## ABOUT THIS EXERCISE
In the data below, one line contains "let mut ticker" and a later one contains "let removed = cache.clear_expired();". Print both, with every line between them, exactly and alone.
------ MATERIAL SHOWN
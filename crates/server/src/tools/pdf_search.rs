//! pdf_search tool implementation.
//!
//! Fetches a PDF and searches every page for one or more terms.

use std::collections::BTreeMap;
use std::sync::Arc;

use docfetch_client::{AcceptKind, PdfBackend, ResilientFetcher, SearchOptions, SearchReport, search_pdf};
use rmcp::{ErrorData as McpError, model::CallToolResult};
use schemars::JsonSchema;
use serde::{Deserialize, Serialize};
use tokio_util::sync::CancellationToken;

use super::{json_result, query_pairs, require_url, run_blocking};

/// Input parameters for the pdf_search tool.
#[derive(Debug, Clone, Serialize, Deserialize, JsonSchema)]
pub struct PdfSearchParams {
    /// The URL of the PDF.
    pub url: String,

    /// Query parameters merged into the URL's query string.
    #[serde(default)]
    pub params: Option<BTreeMap<String, String>>,

    /// Comma-separated search terms, matched case-insensitively.
    pub terms: String,

    /// Characters of context around each match (default: 100, range 20-500).
    #[serde(default)]
    pub context_chars: Option<i64>,

    /// Maximum matches returned per term (default: 10, max: 50).
    #[serde(default)]
    pub max_matches_per_term: Option<i64>,
}

/// Output structure for the pdf_search tool.
#[derive(Debug, Clone, Serialize)]
pub struct PdfSearchOutput {
    pub url: String,
    pub from_cache: bool,
    #[serde(flatten)]
    pub report: SearchReport,
}

/// Implementation of the pdf_search tool.
pub async fn pdf_search_impl(
    fetcher: &ResilientFetcher, backend: Arc<dyn PdfBackend>, cancel: &CancellationToken, params: PdfSearchParams,
) -> Result<CallToolResult, McpError> {
    require_url(&params.url)?;
    let options = SearchOptions::new(&params.terms, params.context_chars, params.max_matches_per_term)?;

    let doc = fetcher
        .fetch(cancel, &params.url, &query_pairs(params.params.as_ref()), AcceptKind::Pdf)
        .await?;

    let bytes = doc.bytes;
    let report = run_blocking(move || search_pdf(backend.as_ref(), &bytes, &options))
        .await
        .map_err(|e| e.for_document(&doc.url))?;

    tracing::debug!(url = %doc.url, matches = report.total_matches, "pdf searched");
    json_result(&PdfSearchOutput { url: doc.url, from_cache: doc.from_cache, report })
}

#[cfg(test)]
mod tests {
    use super::*;
    use crate::tools::testing::{build_pdf, fetcher, output_json};
    use docfetch_client::LopdfBackend;
    use wiremock::matchers::{method, path};
    use wiremock::{Mock, MockServer, ResponseTemplate};

    fn params(server: &MockServer, terms: &str) -> PdfSearchParams {
        PdfSearchParams {
            url: format!("{}/act.pdf", server.uri()),
            params: None,
            terms: terms.into(),
            context_chars: None,
            max_matches_per_term: None,
        }
    }

    #[tokio::test]
    async fn test_pdf_search_groups_by_term_and_page() {
        let server = MockServer::start().await;
        Mock::given(method("GET"))
            .and(path("/act.pdf"))
            .respond_with(ResponseTemplate::new(200).set_body_bytes(build_pdf(&["foo then foo", "bar", "foo"])))
            .expect(1)
            .mount(&server)
            .await;

        let fetcher = fetcher();
        let request = params(&server, "foo,bar");
        let result = pdf_search_impl(&fetcher, Arc::new(LopdfBackend), &CancellationToken::new(), request)
            .await
            .unwrap();
        let output = output_json(&result);

        assert_eq!(output["total_pages"], 3);
        assert_eq!(output["pages_scanned"], 3);
        assert_eq!(output["terms"], serde_json::json!(["foo", "bar"]));
        let foo_pages = output["results"][0]["pages"].as_array().unwrap();
        assert_eq!(foo_pages.len(), 2);
        assert_eq!(foo_pages[0]["page"], 1);
        assert_eq!(foo_pages[0]["count"], 2);
        assert_eq!(foo_pages[1]["page"], 3);
        assert_eq!(foo_pages[1]["count"], 1);
        assert_eq!(output["results"][1]["pages"][0]["page"], 2);
    }

    #[tokio::test]
    async fn test_pdf_search_rejects_empty_terms_before_fetch() {
        let server = MockServer::start().await;
        Mock::given(method("GET"))
            .respond_with(ResponseTemplate::new(200))
            .expect(0)
            .mount(&server)
            .await;

        let fetcher = fetcher();
        let request = params(&server, " , ");
        let err = pdf_search_impl(&fetcher, Arc::new(LopdfBackend), &CancellationToken::new(), request)
            .await
            .unwrap_err();
        assert_eq!(err.code.0, -32602);
    }

    #[tokio::test]
    async fn test_pdf_search_parse_error_names_url() {
        let server = MockServer::start().await;
        Mock::given(method("GET"))
            .and(path("/act.pdf"))
            .respond_with(ResponseTemplate::new(200).set_body_bytes(b"not a pdf".to_vec()))
            .mount(&server)
            .await;

        let fetcher = fetcher();
        let err = pdf_search_impl(&fetcher, Arc::new(LopdfBackend), &CancellationToken::new(), params(&server, "foo"))
            .await
            .unwrap_err();
        assert!(err.message.starts_with("PDF_PARSE_ERROR"));
        assert!(err.message.contains(&format!("{}/act.pdf", server.uri())));
    }
}
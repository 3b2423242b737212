//! Periodic sweep of expired cache entries.

use std::sync::Arc;
use std::time::Duration;

use docfetch_core::CacheStore;
use tokio::task::JoinHandle;
use tokio::time::MissedTickBehavior;

/// Spawn a task that calls [`CacheStore::clear_expired`] every `interval`.
///
/// The first sweep runs one full interval after start.
pub fn spawn_cleanup(cache: Arc<CacheStore>, interval: Duration) -> JoinHandle<()> {
    tokio::spawn(async move {
        let mut ticker = tokio::time::interval_at(tokio::time::Instant::now() + interval, interval);
        ticker.set_missed_tick_behavior(MissedTickBehavior::Delay);

        loop {
            ticker.tick().await;
            let removed = cache.clear_expired();
            if removed > 0 {
                tracing::debug!(removed, remaining = cache.len(), "swept expired cache entries");
            }
        }
    })
}
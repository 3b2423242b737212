//! Configuration validation rules.

use crate::config::AppConfig;
use thiserror::Error;

/// Configuration validation errors.
#[derive(Debug, Error)]
pub enum ConfigError {
    #[error("failed to load configuration: {0}")]
    LoadFailed(String),

    #[error("invalid configuration: {field} - {reason}")]
    Invalid { field: String, reason: String },
}

fn invalid(field: &str, reason: &str) -> ConfigError {
    ConfigError::Invalid { field: field.into(), reason: reason.into() }
}

impl AppConfig {
    /// Validate configuration values after loading.
    ///
    /// # Errors
    ///
    /// Returns `ConfigError::Invalid` if:
    /// - `max_bytes` is 0 or exceeds 200MB
    /// - `timeout_ms` is less than 100ms or exceeds 5 minutes
    /// - `user_agent` is empty
    /// - any cache setting is 0
    pub fn validate(&self) -> Result<(), ConfigError> {
        if self.max_bytes == 0 {
            return Err(invalid("max_bytes", "must be greater than 0"));
        }
        if self.max_bytes > 200 * 1024 * 1024 {
            return Err(invalid("max_bytes", "must not exceed 200MB"));
        }

        if self.timeout_ms < 100 {
            return Err(invalid("timeout_ms", "must be at least 100ms"));
        }
        if self.timeout_ms > 300_000 {
            return Err(invalid("timeout_ms", "must not exceed 5 minutes (300000ms)"));
        }

        if self.user_agent.is_empty() {
            return Err(invalid("user_agent", "must not be empty"));
        }

        if self.cache_capacity == 0 {
            return Err(invalid("cache_capacity", "must be at least 1"));
        }
        if self.cache_ttl_secs == 0 {
            return Err(invalid("cache_ttl_secs", "must be at least 1 second"));
        }
        if self.cleanup_interval_secs == 0 {
            return Err(invalid("cleanup_interval_secs", "must be at least 1 second"));
        }

        if self.cleanup_interval_secs > self.cache_ttl_secs {
            tracing::warn!(
                cleanup_interval_secs = self.cleanup_interval_secs,
                cache_ttl_secs = self.cache_ttl_secs,
                "cleanup interval is longer than the cache TTL; expired entries linger until read"
            );
        }

        Ok(())
    }
}
//! Core types and shared functionality for docfetch.
//!
//! This crate provides:
//! - Bounded in-memory response cache
//! - Unified error types
//! - Configuration structures

pub mod cache;
pub mod config;
pub mod error;

pub use cache::{CacheStats, CacheStore};
pub use config::{AppConfig, ConfigError};
pub use error::{Error, StatusClass};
------------
## RESPONSE FOR THIS EXERCISE
        let mut ticker = tokio::time::interval_at(tokio::time::Instant::now() + interval, interval);
        ticker.set_missed_tick_behavior(MissedTickBehavior::Delay);

        loop {
            ticker.tick().await;
            let removed = cache.clear_expired();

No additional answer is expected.